Our pigs are now 16-18 weeks old. In the two months we have had them we have learned the truth of the following myths we were told about pigs:

  1. They’ll pick one place and relieve themselves there alone. Our little ladies let loose wherever they happen to be standing. I have wondered if this is one of those situations that depends on the ground. I know that when our family dog, Bear, had his run on our concrete patio he lined up his landmines in a precise and orderly fashion – six inches from the wall and six inches from each other, in a line down the south wall of the run – but when we moved him to pea gravel he abandoned the system. What is true is that they will not foul their beds. I never have to clean their little shed; I just toss in another flake of straw from time to time.

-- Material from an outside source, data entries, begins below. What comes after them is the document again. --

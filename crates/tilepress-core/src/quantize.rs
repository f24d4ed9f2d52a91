//! Quality-driven coefficient quantization.
//!
//! A [`Quantizer`] is constructed once per compress or uncompress call and
//! shared by reference across all workers, so the divisor table is derived
//! exactly once per quality value with no process-wide state.

use crate::error::CodecError;
use crate::{QuantizedBlock, SampleBlock, BLOCK_SIZE};

/// Base luminance divisor table from the JPEG standard, scaled per quality.
const BASE_TABLE: [[i32; BLOCK_SIZE]; BLOCK_SIZE] = [
    [16, 11, 10, 16, 24, 40, 51, 61],
    [12, 12, 14, 19, 26, 58, 60, 55],
    [14, 13, 16, 24, 40, 57, 69, 56],
    [14, 17, 22, 29, 51, 87, 80, 62],
    [18, 22, 37, 56, 68, 109, 103, 77],
    [24, 35, 55, 64, 81, 104, 113, 92],
    [49, 64, 78, 87, 103, 121, 120, 101],
    [72, 92, 95, 98, 112, 100, 103, 99],
];

/// Quality-parameterized divisor table for one codec call.
#[derive(Debug, Clone)]
pub struct Quantizer {
    quality: u8,
    table: [[i32; BLOCK_SIZE]; BLOCK_SIZE],
}

impl Quantizer {
    /// Derive the divisor table for `quality`.
    ///
    /// Entries are clamped to a minimum of 1: the integer scaling formula
    /// reaches 0 for the smallest base entries at quality >= 96, which
    /// would divide by zero during quantization.
    pub fn new(quality: u8) -> Result<Self, CodecError> {
        if !(1..=99).contains(&quality) {
            return Err(CodecError::InvalidQuality(quality));
        }

        let multiplier = if quality < 50 {
            5000 / quality as i32
        } else {
            200 - 2 * quality as i32
        };

        let mut table = BASE_TABLE;
        for row in table.iter_mut() {
            for entry in row.iter_mut() {
                *entry = ((multiplier * *entry + 50) / 100).max(1);
            }
        }
        Ok(Self { quality, table })
    }

    pub fn quality(&self) -> u8 {
        self.quality
    }

    /// Divide each coefficient by its table entry, truncating toward zero
    /// and narrowing to the signed 8-bit range stored as unsigned bytes.
    pub fn quantize(&self, freqs: &SampleBlock, output: &mut QuantizedBlock) {
        for (y, row) in freqs.iter().enumerate() {
            for (x, &coeff) in row.iter().enumerate() {
                output[y][x] = (coeff / self.table[y][x] as f64) as i8 as u8;
            }
        }
    }

    /// Multiply each stored byte, reinterpreted as signed, by its table
    /// entry. The sign reinterpretation is mandatory: quantized values are
    /// logically signed even though stored as unsigned bytes.
    pub fn dequantize(&self, quantized: &QuantizedBlock, output: &mut SampleBlock) {
        for (y, row) in quantized.iter().enumerate() {
            for (x, &byte) in row.iter().enumerate() {
                output[y][x] = (byte as i8) as f64 * self.table[y][x] as f64;
            }
        }
    }
}

#[cfg(test)]
mod tests {
    use super::*;

    #[test]
    fn test_quality_bounds_rejected() {
        assert!(matches!(
            Quantizer::new(0),
            Err(CodecError::InvalidQuality(0))
        ));
        assert!(matches!(
            Quantizer::new(100),
            Err(CodecError::InvalidQuality(100))
        ));
    }

    #[test]
    fn test_extreme_qualities_have_no_zero_entries() {
        for quality in [1, 50, 95, 99] {
            let q = Quantizer::new(quality).unwrap();
            assert!(
                q.table.iter().flatten().all(|&e| e >= 1),
                "quality {} produced a zero divisor",
                quality
            );
        }
    }

    #[test]
    fn test_table_scaling_follows_quality() {
        // quality 50 keeps the base table unchanged; lower quality scales
        // divisors up, higher quality scales them down.
        let q50 = Quantizer::new(50).unwrap();
        assert_eq!(q50.table, BASE_TABLE);

        let q10 = Quantizer::new(10).unwrap();
        let q90 = Quantizer::new(90).unwrap();
        assert!(q10.table[0][0] > q50.table[0][0]);
        assert!(q90.table[0][0] < q50.table[0][0]);
    }

    #[test]
    fn test_quantize_truncates_toward_zero() {
        let q = Quantizer::new(50).unwrap();
        let mut freqs = [[0.0; BLOCK_SIZE]; BLOCK_SIZE];
        freqs[0][0] = -24.0; // divisor 16 -> -1.5 -> -1
        freqs[0][1] = 24.0; // divisor 11 -> 2.18 -> 2

        let mut out = [[0u8; BLOCK_SIZE]; BLOCK_SIZE];
        q.quantize(&freqs, &mut out);
        assert_eq!(out[0][0] as i8, -1);
        assert_eq!(out[0][1] as i8, 2);
    }

    #[test]
    fn test_negative_coefficients_survive_roundtrip() {
        let q = Quantizer::new(70).unwrap();
        let mut freqs = [[0.0; BLOCK_SIZE]; BLOCK_SIZE];
        freqs[0][0] = -415.0;
        freqs[1][2] = -61.0;
        freqs[7][7] = 13.0;

        let mut quantized = [[0u8; BLOCK_SIZE]; BLOCK_SIZE];
        let mut back = [[0.0; BLOCK_SIZE]; BLOCK_SIZE];
        q.quantize(&freqs, &mut quantized);
        q.dequantize(&quantized, &mut back);

        // Reconstruction error is bounded by one divisor step.
        for y in 0..BLOCK_SIZE {
            for x in 0..BLOCK_SIZE {
                let step = q.table[y][x] as f64;
                assert!(
                    (back[y][x] - freqs[y][x]).abs() < step,
                    "({}, {}): {} vs {}",
                    y,
                    x,
                    back[y][x],
                    freqs[y][x]
                );
            }
        }
        // And the signs must be preserved.
        assert!(back[0][0] < 0.0);
        assert!(back[1][2] < 0.0);
    }

    #[test]
    fn test_out_of_range_coefficients_saturate() {
        // quality 99 shrinks the DC divisor to 1, so a large DC term
        // saturates at the signed 8-bit limits instead of wrapping.
        let q = Quantizer::new(99).unwrap();
        let mut freqs = [[0.0; BLOCK_SIZE]; BLOCK_SIZE];
        freqs[0][0] = 1016.0;
        freqs[0][1] = -1016.0;

        let mut out = [[0u8; BLOCK_SIZE]; BLOCK_SIZE];
        q.quantize(&freqs, &mut out);
        assert_eq!(out[0][0] as i8, i8::MAX);
        assert_eq!(out[0][1] as i8, i8::MIN);
    }
}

  2. They’ll eat anything. Not if it’s too hard, they won’t. Older folks have clarified for me that pigs will eat anything if you cook the crap out of it first. For our pig pen we fenced off 3/4 of our vegetable garden and left in anything we weren’t interested in harvesting, such as the punier carrots, the lackluster variety of lettuce that wilted within 1/2 hour of picking, and the potatoes that were attacked by tuber flea beetles. They ate the lettuce readily enough, when there wasn’t something tastier in sight and rooted up every inch of the potato plants, eating the leaves and stems, and leaving the potatoes out to soften for about a month before consuming them. The carrots are still whole. In the ground, tops on, untouched. Our elders have told us that when they helped their folks with pigs as kids they emptied the slop bucket into a kettle outside the barn or back porch and stewed the stuff before passing it on to the pigs. This softened everything for the piggies and had the added side benefit (depending on length and temperature of cooking) of greatly lessening the chances of transmitting trichinosis.
  3. They’re soooo cute! Until they turn on you, that is. When we brought them home they were the cutest damn things you ever saw, just like Babe in stereo, all pink and wiggly and carefree. They are ruled by whim: one second they are up to their ears in dirt, rooting enthusiastically; the next second they are running in haphazard circles as fast as they can, bowling each other over in their haste to execute figure eights; the next second they are sound asleep, spooning each other in the dirt and straw in front of their hut, soaking up the sun. But I stopped seeing them as anything but walking meat after Leroy, the larger of the two, snuck up behind me while I was scrubbing out their trough and attempted to take a bite out of my arm. Thankfully she didn’t open her mouth quite far enough, but she used enough force to break my hold on the hose and very nearly knock me into the electric fence. (She was about 40-50 pounds at the time.) Without a thought, I slapped her on the butt with a resounding smack. I was expecting her to run away. I was expecting her to squeal. I was not expecting her to whirl around, make eye contact, lower her head, and growl. I haven’t gone back into the pen without a big stick since. I stand at the kitchen window, slowly drying the dishes, visualizing big black lines appearing on their bodies along with words such as “loin chop”, “picnic ham”, and “spareribs” in the bold, blocky font from my antique cookbooks.
  4. They’re noisy. I’m sure they can be. In fact, I know they can be because I learned from a 4-H poster in the Swine Barn at the state fair that pigs can squeal at a higher decibel level than the Concorde. (I have to stop and picture the kid’s parent explaining to him/her what the Concorde was. I’m thirty and my chief memory of that plane was hearing about it being retired. How is a twelve year old going to appreciate it?) Ours have had no reason to make any serious noise yet. When I have the radio off and they are hungry I can sometimes make out their grunting from the kitchen window (their pen is about thirty feet from the back of the house), and when they zap a nose or ear on the electric fence they make a sound exactly like a new squeaky-toy, but that’s as loud as they’ve gotten thus far. So I guess if this was Snopes I’d have to give it a yellow light: they have the ability to be very loud, but they very rarely use it. We live on a cul de sac almost exactly in the center of a medium-sized development where the largest of yards is half an acre and most are a third or a quarter and the only people who know we have pigs are those that can see into our yard.